→ **AVAILABLE DATA**:
>>
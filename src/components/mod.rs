//! UI Components
//!
//! Reusable Leptos components.

mod add_item_form;
mod app_header;
mod confirm_button;
mod empty_state;
mod list_toolbar;
mod master_panel;
mod notification_stack;
mod share_modal;
mod shopping_panel;
mod tab_bar;

pub use add_item_form::AddItemForm;
pub use app_header::AppHeader;
pub use confirm_button::ConfirmButton;
pub use empty_state::EmptyStateView;
pub use list_toolbar::{SearchBox, SortSelect};
pub use master_panel::MasterPanel;
pub use notification_stack::NotificationStack;
pub use share_modal::ShareModal;
pub use shopping_panel::ShoppingPanel;
pub use tab_bar::TabBar;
<<
→ **HOW TO COMPLETE THIS TASK**:
With the first line being the one containing "mod notification_stack;" and the last line the one containing "pub use master_panel::MasterPanel;", transcribe exactly the lines above that fall in that range.

→ **RESPONSE AREA**:
mod notification_stack;
mod share_modal;
mod shopping_panel;
mod tab_bar;

pub use add_item_form::AddItemForm;
pub use app_header::AppHeader;
pub use confirm_button::ConfirmButton;
pub use empty_state::EmptyStateView;
pub use list_toolbar::{SearchBox, SortSelect};
pub use master_panel::MasterPanel;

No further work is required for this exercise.